政治社會などに出でんの望みは絶ちしより機年をか経ぬるを。大臣は見たくもなし。唯年久 しく別れたりし友にこそあうひには行け。(Wibawarta,2003 : 69) Terjemahan : Aku kehilangan hasrat untuk terjun ke dunia politik sejak beberapa tahun lalu, bahkan tidak ingin bertemu dengan menteri Amakata. Aku pergi hanya untuk menemui seorang sahabat yang sudah lama sekali tidak berjumpa. Analisis : Ota yang telah diundang oleh menteri Amakata untuk urusan pekerjaan di bidang politik merasa bahwa memang dirinya itu tidak tertarik terhadap dunia politik dan tidak mempunyai hasrat untuk melakukan pekerjaan tersebut.
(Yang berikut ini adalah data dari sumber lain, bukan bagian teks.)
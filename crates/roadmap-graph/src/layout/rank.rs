//! Rank assignment
//!
//! Longest path from the roots: a node sits one rank below its deepest
//! parent. Ranks are relaxed in topological order; a cycle has no such order
//! and is reported instead.

use crate::error::{GraphError, GraphResult};
use crate::types::{GraphEdge, NodeSeed};
use petgraph::graph::{DiGraph, NodeIndex};
use petgraph::algo::toposort;
use petgraph::Direction;
use std::collections::HashMap;

/// Input graph indexed by position in the node slice
#[derive(Debug)]
pub(crate) struct IndexedGraph {
    pub(crate) graph: DiGraph<(), ()>,
}

impl IndexedGraph {
    /// Build from seeds and edges, rejecting duplicate ids and dangling edges
    pub(crate) fn build(nodes: &[NodeSeed], edges: &[GraphEdge]) -> GraphResult<Self> {
        let mut index: HashMap<&str, NodeIndex> = HashMap::with_capacity(nodes.len());
        let mut graph = DiGraph::with_capacity(nodes.len(), edges.len());

        for node in nodes {
            let idx = graph.add_node(());
            if index.insert(node.id.as_str(), idx).is_some() {
                return Err(GraphError::duplicate(&node.id));
            }
        }

        let lookup = |id: &str| {
            index
                .get(id)
                .copied()
                .ok_or_else(|| GraphError::UnknownNode { id: id.to_string() })
        };

        for edge in edges {
            let source = lookup(&edge.source)?;
            let target = lookup(&edge.target)?;
            graph.add_edge(source, target, ());
        }

        Ok(Self { graph })
    }

    /// Node count
    pub(crate) fn len(&self) -> usize {
        self.graph.node_count()
    }

    /// Neighbour indices in one direction, sorted for determinism
    pub(crate) fn neighbours(&self, node: usize, direction: Direction) -> Vec<usize> {
        let mut out: Vec<usize> = self
            .graph
            .neighbors_directed(NodeIndex::new(node), direction)
            .map(NodeIndex::index)
            .collect();
        out.sort_unstable();
        out
    }
}

/// Assign a rank to every node
///
/// `toposort` walks with an explicit stack, so long chains cost heap, not
/// call stack.
///
/// # Errors
/// `GraphError::CyclicGraph` naming a node on the cycle.
pub(crate) fn assign_ranks(graph: &IndexedGraph, nodes: &[NodeSeed]) -> GraphResult<Vec<usize>> {
    let order = toposort(&graph.graph, None)
        .map_err(|cycle| GraphError::cyclic(&nodes[cycle.node_id().index()].id))?;

    let mut ranks = vec![0usize; graph.len()];
    for node in order {
        let next = ranks[node.index()] + 1;
        for child in graph.graph.neighbors_directed(node, Direction::Outgoing) {
            let slot = &mut ranks[child.index()];
            *slot = (*slot).max(next);
        }
    }

    Ok(ranks)
}
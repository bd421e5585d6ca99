//! Media index
//!
//! Secondary index from `(roadmap, node label)` to the most recent non-empty
//! media set seen under any mode. Lookups are O(1) instead of scanning every
//! cache key for the node.

use crate::types::{MediaKey, MediaSet};
use dashmap::DashMap;

/// Most recent non-empty media per node
#[derive(Debug, Default)]
pub struct MediaIndex {
    inner: DashMap<MediaKey, MediaSet>,
}

impl MediaIndex {
    /// Create empty index
    #[inline]
    #[must_use]
    pub fn new() -> Self {
        Self::default()
    }

    /// Record media for a node; empty sets never replace a known one
    ///
    /// Returns whether the index changed.
    pub fn record(&self, key: MediaKey, media: &MediaSet) -> bool {
        if media.is_empty() {
            return false;
        }
        self.inner.insert(key, media.clone());
        true
    }

    /// Media to hint for a node, if any
    #[must_use]
    pub fn lookup(&self, key: &MediaKey) -> Option<MediaSet> {
        self.inner.get(key).map(|entry| entry.value().clone())
    }

    /// Number of nodes with media
    #[inline]
    #[must_use]
    pub fn len(&self) -> usize {
        self.inner.len()
    }

    /// True when no media was recorded
    #[inline]
    #[must_use]
    pub fn is_empty(&self) -> bool {
        self.inner.is_empty()
    }
}
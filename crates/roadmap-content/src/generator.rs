//! Content generation collaborator
//!
//! The coordinator treats generation as an opaque, possibly slow, possibly
//! failing remote call. Transport details live behind this trait.

use crate::error::GenerateError;
use crate::types::{GeneratedContent, GenerationRequest};
use async_trait::async_trait;
use std::sync::Arc;

/// Produces content for one node in one mode
#[cfg_attr(test, mockall::automock)]
#[async_trait]
pub trait ContentGenerator: Send + Sync {
    /// Generate content
    ///
    /// A media hint in the request is media already fetched for the same node
    /// under another mode; the generator may return it instead of fetching
    /// new media.
    async fn generate(&self, request: GenerationRequest) -> Result<GeneratedContent, GenerateError>;
}

#[async_trait]
impl<T: ContentGenerator + ?Sized> ContentGenerator for Arc<T> {
    async fn generate(&self, request: GenerationRequest) -> Result<GeneratedContent, GenerateError> {
        (**self).generate(request).await
    }
}
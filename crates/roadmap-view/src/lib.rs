//! Roadmap View
//!
//! Wires the roadmap pipeline into one session:
//!
//! ```text
//! snapshot JSON ─► flatten ─► layout ─► Layout (renderer)
//!                                 │
//!                                 └─► SelectionController ─► ContentCoordinator ─► generator
//! ```
//!
//! A structural error while loading aborts the view. Content errors are scoped
//! to one node and mode.

#![warn(missing_docs)]
#![warn(unreachable_pub)]

pub mod config;
pub mod error;
pub mod session;

pub use config::ViewConfig;
pub use error::{ViewError, ViewResult};
pub use session::{layout_snapshot, RoadmapView};

/// Version of this crate
pub const VERSION: &str = env!("CARGO_PKG_VERSION");
use anyhow::{Context, Result};
use serde::{Deserialize, Serialize};
use std::collections::HashMap;
use std::path::{Path, PathBuf};

use crate::client::{DEFAULT_API_URL, DEFAULT_TIMEOUT_MS};
use crate::git::VersionControl;

pub const DEFAULT_MODEL: &str = "moonshotai/kimi-k2:free";

#[derive(Debug, Clone, Serialize, Deserialize)]
pub struct AppConfig {
    #[serde(default = "default_model")]
    pub model: String,
    #[serde(default = "default_api_url")]
    pub api_url: String,
    #[serde(default = "default_timeout_ms")]
    pub timeout_ms: u64,
}

fn default_model() -> String {
    DEFAULT_MODEL.into()
}
fn default_api_url() -> String {
    DEFAULT_API_URL.into()
}
fn default_timeout_ms() -> u64 {
    DEFAULT_TIMEOUT_MS
}

impl Default for AppConfig {
    fn default() -> Self {
        Self {
            model: default_model(),
            api_url: default_api_url(),
            timeout_ms: default_timeout_ms(),
        }
    }
}

const ENV_KEYS: &[&str] = &["CMG_MODEL", "CMG_API_URL", "CMG_TIMEOUT_MS"];

impl AppConfig {
    /// Load config with layered resolution: defaults → global TOML →
    /// repo-root `.env` → environment variables. Read once per run.
    pub fn load() -> Result<Self> {
        let mut cfg = Self::default();

        if let Some(path) = global_config_path() {
            if path.exists() {
                let content = std::fs::read_to_string(&path)
                    .with_context(|| format!("Failed to read {}", path.display()))?;
                let file_cfg: AppConfig = toml::from_str(&content)
                    .with_context(|| format!("Failed to parse {}", path.display()))?;
                cfg.merge_from(&file_cfg);
            }
        }

        if let Ok(Some(root)) = crate::git::GitCli::new().workspace_root() {
            let env_path = root.join(".env");
            if env_path.exists() {
                cfg.apply_env_map(&read_dotenv(&env_path));
            }
        }

        let mut env_map = HashMap::new();
        for key in ENV_KEYS {
            if let Ok(val) = std::env::var(key) {
                env_map.insert((*key).to_string(), val);
            }
        }
        cfg.apply_env_map(&env_map);

        Ok(cfg)
    }

    fn merge_from(&mut self, other: &AppConfig) {
        if !other.model.is_empty() {
            self.model = other.model.clone();
        }
        if !other.api_url.is_empty() {
            self.api_url = other.api_url.clone();
        }
        self.timeout_ms = other.timeout_ms;
    }

    fn apply_env_map(&mut self, map: &HashMap<String, String>) {
        if let Some(val) = map.get("CMG_MODEL") {
            if !val.is_empty() {
                self.model = val.clone();
            }
        }
        if let Some(val) = map.get("CMG_API_URL") {
            if !val.is_empty() {
                self.api_url = val.clone();
            }
        }
        if let Some(val) = map.get("CMG_TIMEOUT_MS") {
            self.timeout_ms = val.trim().parse().unwrap_or(default_timeout_ms());
        }
    }
}

/// Global config file path, overridable via CMG_CONFIG_HOME.
pub fn global_config_path() -> Option<PathBuf> {
    config_home().map(|d| d.join("config.toml"))
}

pub(crate) fn config_home() -> Option<PathBuf> {
    if let Some(override_dir) = std::env::var_os("CMG_CONFIG_HOME") {
        let override_path = PathBuf::from(override_dir);
        if !override_path.as_os_str().is_empty() {
            return Some(override_path.join("cmg"));
        }
    }
    dirs::config_dir().map(|d| d.join("cmg"))
}

fn read_dotenv(path: &Path) -> HashMap<String, String> {
    let mut map = HashMap::new();
    if let Ok(iter) = dotenvy::from_path_iter(path) {
        for (key, val) in iter.flatten() {
            map.insert(key, val);
        }
    }
    map
}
Perasaan Ota ini mencermikan honnenya. Honne Ota sebenarnya adalah
ingin menolak dan tidak pergi menemui menteri Amakata serta tidak ingin melakukan pekerjaan tersebut. Dalam kutipan di atas, Ota juga memperlihatkan bahwa dirinya sangat ingin berjumpa dengan Aizawa dan pergi memenuhi undangan tersebut hanya untuk menghormati Aizawa agar tidak merusak keharmonisan hubungan mereka berdua dan juga untuk memberikan kesan yang baik bagi Aizawa. Hal tersebut memperlihatkan sisi tatemae Ota terhadap Aizawa.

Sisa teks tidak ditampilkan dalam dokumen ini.